Data records >>
· · · ·
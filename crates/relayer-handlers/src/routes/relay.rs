// Copyright 2022 Webb Technologies Inc.
//
// Licensed under the Apache License, Version 2.0 (the "License");
// you may not use this file except in compliance with the License.
// You may obtain a copy of the License at
//
// http://www.apache.org/licenses/LICENSE-2.0
//
// Unless required by applicable law or agreed to in writing, software
// distributed under the License is distributed on an "AS IS" BASIS,
// WITHOUT WARRANTIES OR CONDITIONS OF ANY KIND, either express or implied.
// See the License for the specific language governing permissions and
// limitations under the License.


use std::sync::Arc;

use axum::extract::rejection::JsonRejection;
use axum::extract::State;
use axum::http::StatusCode;
use axum::Json;
use hub_relayer_types::relay::{
    RelayTransactionRequest, RelayTransactionResponse,
};
use hub_relayer_utils::HandlerError;
use hub_relayer_worker::RelayApi;

/// Handles `POST /relay`.
///
/// Validates the relay request and answers with the signed `relayCall`
/// transaction. Rejected requests get a `400` with the rejection reason.
pub async fn handle_relay_transaction(
    State(api): State<Arc<dyn RelayApi>>,
    payload: Result<Json<RelayTransactionRequest>, JsonRejection>,
) -> Result<Json<RelayTransactionResponse>, HandlerError> {
    let Json(request) = payload
        .map_err(|e| HandlerError(StatusCode::BAD_REQUEST, e.body_text()))?;
    let response = api.create_relay_transaction(request).await?;
    Ok(Json(response))
}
· · · ·
Exercise brief >>
Only lines with the word "HandlerError" are wanted, so copy each one from the records.

Solution below >>
use hub_relayer_utils::HandlerError;
) -> Result<Json<RelayTransactionResponse>, HandlerError> {
        .map_err(|e| HandlerError(StatusCode::BAD_REQUEST, e.body_text()))?;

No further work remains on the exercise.